__TASK REQUIREMENTS__.
A complete, exact copy of the data is the required answer.

** Opening MATERIAL FOR THIS EXERCISE block **

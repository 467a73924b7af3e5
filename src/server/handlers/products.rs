use axum::{
    extract::{Path, State},
    http::StatusCode,
    response::Json,
};
use sea_orm::{ActiveModelTrait, EntityTrait, Set};
use serde::{Deserialize, Serialize};

use crate::database::entities::{
    active_ingredients::Entity as ActiveIngredients, trade_products,
    trade_products::Entity as TradeProducts,
};
use crate::errors::AdvisoryError;
use crate::server::app::AppState;
use crate::services::{CatalogService, ProductSummary};

#[derive(Serialize, Deserialize)]
pub struct CreateProductRequest {
    pub p_name: String,
    pub c_id: i32,
    pub formulation: Option<String>,
    pub concentration: Option<String>,
}

#[derive(Serialize, Deserialize)]
pub struct UpdateProductRequest {
    pub p_name: String,
    pub formulation: Option<String>,
    pub concentration: Option<String>,
}

pub async fn list_products(
    State(state): State<AppState>,
) -> Result<Json<Vec<ProductSummary>>, AdvisoryError> {
    let products = CatalogService::new(state.db.clone())
        .products_with_ingredients()
        .await?;

    Ok(Json(products))
}

pub async fn create_product(
    State(state): State<AppState>,
    Json(payload): Json<CreateProductRequest>,
) -> Result<Json<trade_products::Model>, AdvisoryError> {
    if payload.p_name.trim().is_empty() {
        return Err(AdvisoryError::invalid_argument("p_name is required"));
    }

    ActiveIngredients::find_by_id(payload.c_id)
        .one(&state.db)
        .await?
        .ok_or_else(|| {
            AdvisoryError::invalid_argument(format!("unknown active ingredient {}", payload.c_id))
        })?;

    let product = trade_products::ActiveModel {
        name: Set(payload.p_name),
        ingredient_id: Set(payload.c_id),
        formulation: Set(payload.formulation),
        concentration: Set(payload.concentration),
        ..Default::default()
    }
    .insert(&state.db)
    .await?;

    Ok(Json(product))
}

pub async fn update_product(
    State(state): State<AppState>,
    Path(id): Path<i32>,
    Json(payload): Json<UpdateProductRequest>,
) -> Result<Json<trade_products::Model>, AdvisoryError> {
    let product = TradeProducts::find_by_id(id)
        .one(&state.db)
        .await?
        .ok_or_else(|| AdvisoryError::not_found("trade product", id))?;

    if payload.p_name.trim().is_empty() {
        return Err(AdvisoryError::invalid_argument("p_name is required"));
    }

    let mut product: trade_products::ActiveModel = product.into();
    product.name = Set(payload.p_name);
    product.formulation = Set(payload.formulation);
    product.concentration = Set(payload.concentration);

    let product = product.update(&state.db).await?;

    Ok(Json(product))
}

pub async fn delete_product(
    State(state): State<AppState>,
    Path(id): Path<i32>,
) -> Result<StatusCode, AdvisoryError> {
    CatalogService::new(state.db.clone())
        .delete_product(id)
        .await?;

    Ok(StatusCode::NO_CONTENT)
}
use sea_orm::entity::prelude::*;
use serde::{Deserialize, Serialize};

#[derive(Clone, Debug, PartialEq, DeriveEntityModel, Serialize, Deserialize)]
#[sea_orm(table_name = "pests")]
pub struct Model {
    #[sea_orm(primary_key)]
    pub id: i32,
    pub name: String,
    pub pest_type: String,
    pub description: Option<String>,
}

#[derive(Copy, Clone, Debug, EnumIter, DeriveRelation)]
pub enum Relation {
    #[sea_orm(has_many = "super::ingredient_efficacy::Entity")]
    IngredientEfficacy,
    #[sea_orm(has_many = "super::usage_history::Entity")]
    UsageHistory,
}

impl Related<super::ingredient_efficacy::Entity> for Entity {
    fn to() -> RelationDef {
        Relation::IngredientEfficacy.def()
    }
}

impl Related<super::usage_history::Entity> for Entity {
    fn to() -> RelationDef {
        Relation::UsageHistory.def()
    }
}

impl ActiveModelBehavior for ActiveModel {}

** Closing MATERIAL FOR THIS EXERCISE block **

__FINISHED EXERCISE__.
repository 467a73924b7af3e5
filename src/server/handlers/products.rs
use axum::{
    extract::{Path, State},
    http::StatusCode,
    response::Json,
};
use sea_orm::{ActiveModelTrait, EntityTrait, Set};
use serde::{Deserialize, Serialize};

use crate::database::entities::{
    active_ingredients::Entity as ActiveIngredients, trade_products,
    trade_products::Entity as TradeProducts,
};
use crate::errors::AdvisoryError;
use crate::server::app::AppState;
use crate::services::{CatalogService, ProductSummary};

#[derive(Serialize, Deserialize)]
pub struct CreateProductRequest {
    pub p_name: String,
    pub c_id: i32,
    pub formulation: Option<String>,
    pub concentration: Option<String>,
}

#[derive(Serialize, Deserialize)]
pub struct UpdateProductRequest {
    pub p_name: String,
    pub formulation: Option<String>,
    pub concentration: Option<String>,
}

pub async fn list_products(
    State(state): State<AppState>,
) -> Result<Json<Vec<ProductSummary>>, AdvisoryError> {
    let products = CatalogService::new(state.db.clone())
        .products_with_ingredients()
        .await?;

    Ok(Json(products))
}

pub async fn create_product(
    State(state): State<AppState>,
    Json(payload): Json<CreateProductRequest>,
) -> Result<Json<trade_products::Model>, AdvisoryError> {
    if payload.p_name.trim().is_empty() {
        return Err(AdvisoryError::invalid_argument("p_name is required"));
    }

    ActiveIngredients::find_by_id(payload.c_id)
        .one(&state.db)
        .await?
        .ok_or_else(|| {
            AdvisoryError::invalid_argument(format!("unknown active ingredient {}", payload.c_id))
        })?;

    let product = trade_products::ActiveModel {
        name: Set(payload.p_name),
        ingredient_id: Set(payload.c_id),
        formulation: Set(payload.formulation),
        concentration: Set(payload.concentration),
        ..Default::default()
    }
    .insert(&state.db)
    .await?;

    Ok(Json(product))
}

pub async fn update_product(
    State(state): State<AppState>,
    Path(id): Path<i32>,
    Json(payload): Json<UpdateProductRequest>,
) -> Result<Json<trade_products::Model>, AdvisoryError> {
    let product = TradeProducts::find_by_id(id)
        .one(&state.db)
        .await?
        .ok_or_else(|| AdvisoryError::not_found("trade product", id))?;

    if payload.p_name.trim().is_empty() {
        return Err(AdvisoryError::invalid_argument("p_name is required"));
    }

    let mut product: trade_products::ActiveModel = product.into();
    product.name = Set(payload.p_name);
    product.formulation = Set(payload.formulation);
    product.concentration = Set(payload.concentration);

    let product = product.update(&state.db).await?;

    Ok(Json(product))
}

pub async fn delete_product(
    State(state): State<AppState>,
    Path(id): Path<i32>,
) -> Result<StatusCode, AdvisoryError> {
    CatalogService::new(state.db.clone())
        .delete_product(id)
        .await?;

    Ok(StatusCode::NO_CONTENT)
}
use sea_orm::entity::prelude::*;
use serde::{Deserialize, Serialize};

#[derive(Clone, Debug, PartialEq, DeriveEntityModel, Serialize, Deserialize)]
#[sea_orm(table_name = "pests")]
pub struct Model {
    #[sea_orm(primary_key)]
    pub id: i32,
    pub name: String,
    pub pest_type: String,
    pub description: Option<String>,
}

#[derive(Copy, Clone, Debug, EnumIter, DeriveRelation)]
pub enum Relation {
    #[sea_orm(has_many = "super::ingredient_efficacy::Entity")]
    IngredientEfficacy,
    #[sea_orm(has_many = "super::usage_history::Entity")]
    UsageHistory,
}

impl Related<super::ingredient_efficacy::Entity> for Entity {
    fn to() -> RelationDef {
        Relation::IngredientEfficacy.def()
    }
}

impl Related<super::usage_history::Entity> for Entity {
    fn to() -> RelationDef {
        Relation::UsageHistory.def()
    }
}

impl ActiveModelBehavior for ActiveModel {}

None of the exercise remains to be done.